◆ Task item
Once the line containing "use std::time::Duration;" has been written out, stop; until then, restate each line of the entries below word for word from the first.

[Collected data entries]

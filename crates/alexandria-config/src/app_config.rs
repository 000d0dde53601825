//! Application configuration structures.
//!
//! Every field carries a serde default so partial sections merge cleanly:
//! an override file (or environment variable) may set a single key without
//! restating the rest of its section.

use serde::{Deserialize, Serialize};
use std::time::Duration;

/// Root application configuration.
#[derive(Debug, Clone, Serialize, Deserialize, Default)]
pub struct AppConfig {
    /// Application name and metadata.
    #[serde(default)]
    pub app: AppMetadata,

    /// Server configuration.
    #[serde(default)]
    pub server: ServerConfig,

    /// Database configuration.
    #[serde(default)]
    pub database: DatabaseConfig,

    /// Upstream catalog configuration.
    #[serde(default)]
    pub catalog: CatalogConfig,

    /// Observability configuration.
    #[serde(default)]
    pub observability: ObservabilityConfig,
}

/// Application metadata.
#[derive(Debug, Clone, Serialize, Deserialize)]
pub struct AppMetadata {
    /// Application name.
    #[serde(default = "default_app_name")]
    pub name: String,
    /// Application version.
    #[serde(default = "default_app_version")]
    pub version: String,
    /// Environment (development, staging, production).
    #[serde(default = "default_environment")]
    pub environment: String,
}

fn default_app_name() -> String {
    "alexandria".to_string()
}

fn default_app_version() -> String {
    env!("CARGO_PKG_VERSION").to_string()
}

fn default_environment() -> String {
    "development".to_string()
}

impl Default for AppMetadata {
    fn default() -> Self {
        Self {
            name: default_app_name(),
            version: default_app_version(),
            environment: default_environment(),
        }
    }
}

/// Server configuration.
#[derive(Debug, Clone, Serialize, Deserialize)]
pub struct ServerConfig {
    /// REST server host.
    #[serde(default = "default_host")]
    pub host: String,
    /// REST server port.
    #[serde(default = "default_port")]
    pub port: u16,
    /// Request timeout in seconds.
    #[serde(default = "default_request_timeout_secs")]
    pub request_timeout_secs: u64,
    /// Enable CORS.
    #[serde(default = "default_cors_enabled")]
    pub cors_enabled: bool,
    /// CORS allowed origins.
    #[serde(default = "default_cors_origins")]
    pub cors_origins: Vec<String>,
}

fn default_host() -> String {
    "0.0.0.0".to_string()
}

fn default_port() -> u16 {
    8080
}

fn default_request_timeout_secs() -> u64 {
    30
}

fn default_cors_enabled() -> bool {
    true
}

fn default_cors_origins() -> Vec<String> {
    vec!["*".to_string()]
}

impl Default for ServerConfig {
    fn default() -> Self {
        Self {
            host: default_host(),
            port: default_port(),
            request_timeout_secs: default_request_timeout_secs(),
            cors_enabled: default_cors_enabled(),
            cors_origins: default_cors_origins(),
        }
    }
}

impl ServerConfig {
    /// Returns the server bind address.
    #[must_use]
    pub fn addr(&self) -> String {
        format!("{}:{}", self.host, self.port)
    }

    /// Returns the request timeout as a Duration.
    #[must_use]
    pub const fn request_timeout(&self) -> Duration {
        Duration::from_secs(self.request_timeout_secs)
    }
}

/// Database configuration.
#[derive(Debug, Clone, Serialize, Deserialize)]
pub struct DatabaseConfig {
    /// Database URL.
    #[serde(default = "default_database_url")]
    pub url: String,
    /// Minimum number of pool connections.
    #[serde(default = "default_min_connections")]
    pub min_connections: u32,
    /// Maximum number of pool connections.
    #[serde(default = "default_max_connections")]
    pub max_connections: u32,
    /// Connect timeout in seconds.
    #[serde(default = "default_connect_timeout_secs")]
    pub connect_timeout_secs: u64,
    /// Idle timeout in seconds.
    #[serde(default = "default_idle_timeout_secs")]
    pub idle_timeout_secs: u64,
}

fn default_database_url() -> String {
    "sqlite://data/alexandria.db?mode=rwc".to_string()
}

fn default_min_connections() -> u32 {
    1
}

fn default_max_connections() -> u32 {
    10
}

fn default_connect_timeout_secs() -> u64 {
    30
}

fn default_idle_timeout_secs() -> u64 {
    600
}

impl Default for DatabaseConfig {
    fn default() -> Self {
        Self {
            url: default_database_url(),
            min_connections: default_min_connections(),
            max_connections: default_max_connections(),
            connect_timeout_secs: default_connect_timeout_secs(),
            idle_timeout_secs: default_idle_timeout_secs(),
        }
    }
}

impl DatabaseConfig {
    /// Returns the connect timeout as a Duration.
    #[must_use]
    pub const fn connect_timeout(&self) -> Duration {
        Duration::from_secs(self.connect_timeout_secs)
    }

    /// Returns the idle timeout as a Duration.
    #[must_use]
    pub const fn idle_timeout(&self) -> Duration {
        Duration::from_secs(self.idle_timeout_secs)
    }
}

/// Upstream catalog (OpenLibrary) configuration.
#[derive(Debug, Clone, Serialize, Deserialize)]
pub struct CatalogConfig {
    /// Base URL of the catalog API.
    #[serde(default = "default_catalog_base_url")]
    pub base_url: String,
    /// Request timeout in seconds.
    #[serde(default = "default_request_timeout_secs")]
    pub request_timeout_secs: u64,
}

fn default_catalog_base_url() -> String {
    "https://openlibrary.org".to_string()
}

impl Default for CatalogConfig {
    fn default() -> Self {
        Self {
            base_url: default_catalog_base_url(),
            request_timeout_secs: default_request_timeout_secs(),
        }
    }
}

impl CatalogConfig {
    /// Returns the request timeout as a Duration.
    #[must_use]
    pub const fn request_timeout(&self) -> Duration {
        Duration::from_secs(self.request_timeout_secs)
    }
}

/// Observability configuration.
#[derive(Debug, Clone, Serialize, Deserialize)]
pub struct ObservabilityConfig {
    /// Log level (trace, debug, info, warn, error).
    #[serde(default = "default_log_level")]
    pub log_level: String,
    /// Log format (json, pretty).
    #[serde(default = "default_log_format")]
    pub log_format: String,
}

fn default_log_level() -> String {
    "info".to_string()
}

fn default_log_format() -> String {
    "pretty".to_string()
}

impl Default for ObservabilityConfig {
    fn default() -> Self {
        Self {
            log_level: default_log_level(),
            log_format: default_log_format(),
        }
    }
}

#[cfg(test)]
mod tests {
    use super::*;

    #[test]
    fn test_partial_section_fills_in_field_defaults() {
        let config: AppConfig = config::Config::builder()
            .add_source(config::File::from_str(
                "[server]\nport = 3000\n",
                config::FileFormat::Toml,
            ))
            .build()
            .unwrap()
            .try_deserialize()
            .unwrap();

        assert_eq!(config.server.port, 3000);
        assert_eq!(config.server.host, "0.0.0.0");
        assert!(config.server.cors_enabled);
        assert_eq!(config.catalog.base_url, "https://openlibrary.org");
    }

    #[test]
    fn test_durations() {
        let config = AppConfig::default();
        assert_eq!(config.server.request_timeout(), Duration::from_secs(30));
        assert_eq!(config.database.connect_timeout(), Duration::from_secs(30));
        assert_eq!(config.database.idle_timeout(), Duration::from_secs(600));
        assert_eq!(config.catalog.request_timeout(), Duration::from_secs(30));
    }

    #[test]
    fn test_app_metadata_tracks_crate_version() {
        let metadata = AppMetadata::default();
        assert_eq!(metadata.name, "alexandria");
        assert_eq!(metadata.version, env!("CARGO_PKG_VERSION"));
    }
}
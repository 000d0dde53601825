//! REST API controllers.

pub mod author_controller;
pub mod health_controller;
pub mod work_controller;

pub use health_controller::*;
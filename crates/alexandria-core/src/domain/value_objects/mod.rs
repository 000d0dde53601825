//! Value objects for the catalog domain.

pub mod author_key;
pub mod work_key;

pub use author_key::*;
pub use work_key::*;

◆ Answer for the task
filename crates/alexandria-config/src/app_config.rs
repository 000d0dde53601825
//! Application configuration structures.
//!
//! Every field carries a serde default so partial sections merge cleanly:
//! an override file (or environment variable) may set a single key without
//! restating the rest of its section.

use serde::{Deserialize, Serialize};
use std::time::Duration;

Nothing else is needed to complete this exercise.